_RECORDS FOR PROCESSING_

+++

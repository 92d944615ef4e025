#![deny(unsafe_code)]
#![deny(missing_docs)]
#![deny(rustdoc::broken_intra_doc_links)]

//! # Overview
//!
//! `checksums` provides the strong digest that both xfer peers compute over a
//! file body and exchange after the body has been streamed. The digest is MD5,
//! rendered as lowercase hexadecimal with leading zeros removed, which is the
//! representation `xfer3.4` peers put on the wire.
//!
//! # Design
//!
//! - [`Md5`] is a thin streaming wrapper around the RustCrypto `md-5` crate.
//! - [`FileDigest`] is the rendered, comparable form of a finished digest.
//!   Received digests are kept verbatim so a peer that renders differently is
//!   reported as a mismatch rather than silently normalised.
//!
//! # Examples
//!
//! ```
//! use checksums::{FileDigest, Md5};
//!
//! let mut hasher = Md5::new();
//! hasher.update(b"a");
//! let digest = hasher.finish();
//! assert_eq!(digest.as_str(), "cc175b9c0f1b6a831c399e269772661");
//! assert_eq!(digest, FileDigest::from_wire("cc175b9c0f1b6a831c399e269772661"));
//! ```

mod file_digest;
mod hasher;

pub use file_digest::{FileDigest, digest_reader};
pub use hasher::{DIGEST_LEN, Md5};
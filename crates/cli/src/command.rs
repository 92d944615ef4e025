//! clap definition of the `xfer` command line.

use std::ffi::OsString;
use std::num::NonZeroUsize;

use clap::builder::OsStringValueParser;
use clap::{Arg, ArgAction, Command, value_parser};
use compress::MAX_BLOCK_SIZE;
use logging::LogLevel;
use protocol::constants::DEFAULT_PORT;

pub(crate) const PROGRAM_NAME: &str = "xfer";

/// Value of `--progress` when given without a tick count.
pub(crate) const DEFAULT_TICKS_ARG: &str = "40";

pub(crate) fn clap_command(program_name: &'static str) -> Command {
    Command::new(program_name)
        .disable_help_flag(true)
        .disable_version_flag(true)
        .arg_required_else_help(false)
        .arg(
            Arg::new("help")
                .long("help")
                .help("Show this help message and exit.")
                .action(ArgAction::SetTrue),
        )
        .arg(
            Arg::new("version")
                .long("version")
                .short('V')
                .help("Output version information and exit.")
                .action(ArgAction::SetTrue),
        )
        .arg(
            Arg::new("target")
                .long("target")
                .short('t')
                .value_name("DIR")
                .default_value(".")
                .value_parser(OsStringValueParser::new()),
        )
        .arg(
            Arg::new("host")
                .long("host")
                .short('h')
                .value_name("HOST")
                .default_value("localhost"),
        )
        .arg(
            Arg::new("port")
                .long("port")
                .short('p')
                .value_name("PORT")
                .value_parser(value_parser!(u16)),
        )
        .arg(
            Arg::new("block-size")
                .long("block-size")
                .short('B')
                .value_name("BYTES")
                .value_parser(parse_block_size),
        )
        .arg(
            Arg::new("overwrite")
                .long("overwrite")
                .short('o')
                .action(ArgAction::SetTrue)
                .overrides_with("copy"),
        )
        .arg(
            Arg::new("copy")
                .long("copy")
                .short('O')
                .action(ArgAction::SetTrue)
                .overrides_with("overwrite"),
        )
        .arg(
            Arg::new("compress")
                .long("compress")
                .short('z')
                .action(ArgAction::SetTrue),
        )
        .arg(
            Arg::new("compress-level")
                .long("compress-level")
                .short('Z')
                .value_name("N")
                .allow_negative_numbers(true)
                .value_parser(value_parser!(i64)),
        )
        .arg(
            Arg::new("log-level")
                .long("log-level")
                .short('l')
                .value_name("LEVEL")
                .value_parser(LogLevel::parse),
        )
        .arg(
            Arg::new("allow")
                .long("allow")
                .short('i')
                .value_name("PREFIX")
                .action(ArgAction::Append)
                .value_delimiter(','),
        )
        .arg(
            Arg::new("modify-window")
                .long("modify-window")
                .value_name("MS")
                .value_parser(value_parser!(u64)),
        )
        .arg(
            Arg::new("progress")
                .long("progress")
                .short('b')
                .value_name("TICKS")
                .num_args(0..=1)
                .require_equals(true)
                .default_missing_value(DEFAULT_TICKS_ARG)
                .value_parser(value_parser!(u32)),
        )
        .arg(
            Arg::new("cygwin")
                .long("cygwin")
                .action(ArgAction::SetTrue),
        )
        .arg(
            Arg::new("paths")
                .value_name("PATHS")
                .action(ArgAction::Append)
                .num_args(0..)
                .value_parser(OsStringValueParser::new()),
        )
}

pub(crate) fn help_text() -> String {
    format!(
        "\
Usage: {PROGRAM_NAME} [OPTIONS] [PATHS]...

Without PATHS, {PROGRAM_NAME} receives into the target directory until
interrupted. With PATHS, it sends every path (directories recursively) to a
receiver.

Options:
  -t, --target DIR           Receiver: directory to write into [default: .]
  -h, --host HOST            Sender: receiver host [default: localhost]
  -p, --port PORT            TCP port [default: {DEFAULT_PORT}]
  -B, --block-size BYTES     Chunk and frame size, 1 to {MAX_BLOCK_SIZE}
                             [default: 16384]
  -o, --overwrite            Overwrite existing files; a sender forces this
                             on the receiver (cancels -O)
  -O, --copy                 Receiver: write a suffixed copy next to existing
                             files (cancels -o)
  -z, --compress             Compress the stream; both sides must agree
  -Z, --compress-level N     1 fast, 5 default, 9 best; other values round
                             up to the next of these
  -l, --log-level LEVEL      SEVERE, WARNING, INFO, CONFIG, FINE, FINER or
                             FINEST [default: INFO]
  -i, --allow PREFIX[,...]   Receiver: accept peers whose address starts
                             with one of the prefixes
      --modify-window MS     Tolerated modification time drift [default: 1000]
  -b, --progress[=TICKS]     Print a progress bar per file [default: {DEFAULT_TICKS_ARG}]
      --cygwin               Translate /cygdrive/ paths to Windows paths
  -V, --version              Output version information and exit
      --help                 Show this help message and exit
"
    )
}

fn parse_block_size(value: &str) -> Result<NonZeroUsize, String> {
    let size: NonZeroUsize = value.trim().parse().map_err(|error| format!("{error}"))?;
    if size.get() > MAX_BLOCK_SIZE {
        return Err(format!("must not exceed {MAX_BLOCK_SIZE} bytes"));
    }
    Ok(size)
}

pub(crate) fn version_text() -> String {
    format!(
        "{PROGRAM_NAME} {}\nprotocol {}\n",
        env!("CARGO_PKG_VERSION"),
        protocol::constants::VERSION
    )
}

pub(crate) fn normalize_arguments<I, S>(arguments: I) -> Vec<OsString>
where
    I: IntoIterator<Item = S>,
    S: Into<OsString>,
{
    let mut args: Vec<OsString> = arguments.into_iter().map(Into::into).collect();
    if args.is_empty() {
        args.push(OsString::from(PROGRAM_NAME));
    }
    args
}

+++

_TASK STATEMENT_
Tally each line above that includes "FileDigest". Reply with the total only.

_YOUR SOLUTION_
4